DiskursusWarta Keluarga

Dua Aliran Ahmadiyah Bertemu di Jawa

Tribunnews.com – Ahmadiyah Lahore sudah lebih dulu dikenal di Jawa, tepatnya di Yogyakarta pada 1924, setahun lebih awal dibanding Ahmadiyah Qadian yang dikenal di Sumatera atau dua belas tahun setelah Muhammadiyah berdiri.

Informasi mengenai kedatangan Ahmadiyah Lahore di Jawa tidak sejelas kedatangan Ahmadiyah Qadian di Sumatra. Kedatangan dua orang mubaligh dari Hindustan, Maulana Ahmad dan Mirza Wali Ahmad Big, tak begitu jelas siapa yang mengundangnya.

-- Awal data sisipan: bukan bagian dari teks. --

// Copyright 2024 Karpeles Lab Inc.
// Use of this source code is governed by a BSD-style
// license that can be found in the LICENSE file.

use crate::error::{Error, Result};

/// Longest varint a block length prefix may use (u32 range)
pub const MAX_VARINT_LEN32: usize = 5;

/// Read a u32-ranged varint from the front of `src`.
/// Returns (value, bytes_read)
pub fn get_uvarint(src: &[u8]) -> Result<(u64, usize)> {
    let mut value: u64 = 0;

    for (i, &byte) in src.iter().take(MAX_VARINT_LEN32).enumerate() {
        value |= u64::from(byte & 0x7f) << (7 * i);
        if byte < 0x80 {
            if value > u64::from(u32::MAX) {
                return Err(Error::Corrupt);
            }
            return Ok((value, i + 1));
        }
    }

    Err(Error::Corrupt)
}

/// Write `value` as a varint at the front of `dst`.
/// Returns the number of bytes written, or `BufferTooSmall`.
pub fn put_uvarint(dst: &mut [u8], mut value: u64) -> Result<usize> {
    let n = uvarint_len(value);
    if dst.len() < n {
        return Err(Error::BufferTooSmall);
    }

    for byte in dst.iter_mut().take(n - 1) {
        *byte = (value as u8) | 0x80;
        value >>= 7;
    }
    dst[n - 1] = value as u8;
    Ok(n)
}

/// Number of bytes `value` occupies as a varint
pub fn uvarint_len(mut value: u64) -> usize {
    let mut n = 1;
    while value >= 0x80 {
        value >>= 7;
        n += 1;
    }
    n
}

#[cfg(test)]
mod tests {
    use super::*;

    #[test]
    fn test_known_encodings() {
        let mut buf = [0u8; 8];
        assert_eq!(put_uvarint(&mut buf, 0).unwrap(), 1);
        assert_eq!(buf[0], 0x00);

        assert_eq!(put_uvarint(&mut buf, 300).unwrap(), 2);
        assert_eq!(&buf[..2], &[0xac, 0x02]);

        assert_eq!(put_uvarint(&mut buf, 65536).unwrap(), 3);
        assert_eq!(&buf[..3], &[0x80, 0x80, 0x04]);
        assert_eq!(get_uvarint(&buf).unwrap(), (65536, 3));
    }

    #[test]
    fn test_u32_limit() {
        let mut buf = [0u8; 8];
        let n = put_uvarint(&mut buf, u64::from(u32::MAX)).unwrap();
        assert_eq!(n, 5);
        assert_eq!(get_uvarint(&buf[..n]).unwrap(), (u64::from(u32::MAX), 5));

        let n = put_uvarint(&mut buf, u64::from(u32::MAX) + 1).unwrap();
        assert_eq!(get_uvarint(&buf[..n]), Err(Error::Corrupt));
    }

    #[test]
    fn test_truncated_and_overlong() {
        assert_eq!(get_uvarint(&[]), Err(Error::Corrupt));
        assert_eq!(get_uvarint(&[0x80, 0x80]), Err(Error::Corrupt));
        assert_eq!(get_uvarint(&[0x80; 6]), Err(Error::Corrupt));
    }

    #[test]
    fn test_put_short_buffer() {
        let mut buf = [0u8; 1];
        assert_eq!(put_uvarint(&mut buf, 128), Err(Error::BufferTooSmall));
    }
}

Menurut sebuah sumber, Wali Ahmad Baigh sebenarnya ingin ke Manila, namun karena tidak ada biaya hidup yang cukup ia terpaksa tinggal di Indonesia.

Jika Ahmadiyah Qadian dikenal lebih progresif yang terang-terangan siap melakukan perdebatan dengan kaum muslimin, mubalig Ahmadiyah Lahore dalam penampilannya menampakkan kerendahan hati.

Sasaran awalnya hanya sekelompok pemuda melalui pengajaran bahasa Inggris. Sasaran berikutnya baru masyarakat Islam Jawa, khususnya dari kalangan Muhammadiyah.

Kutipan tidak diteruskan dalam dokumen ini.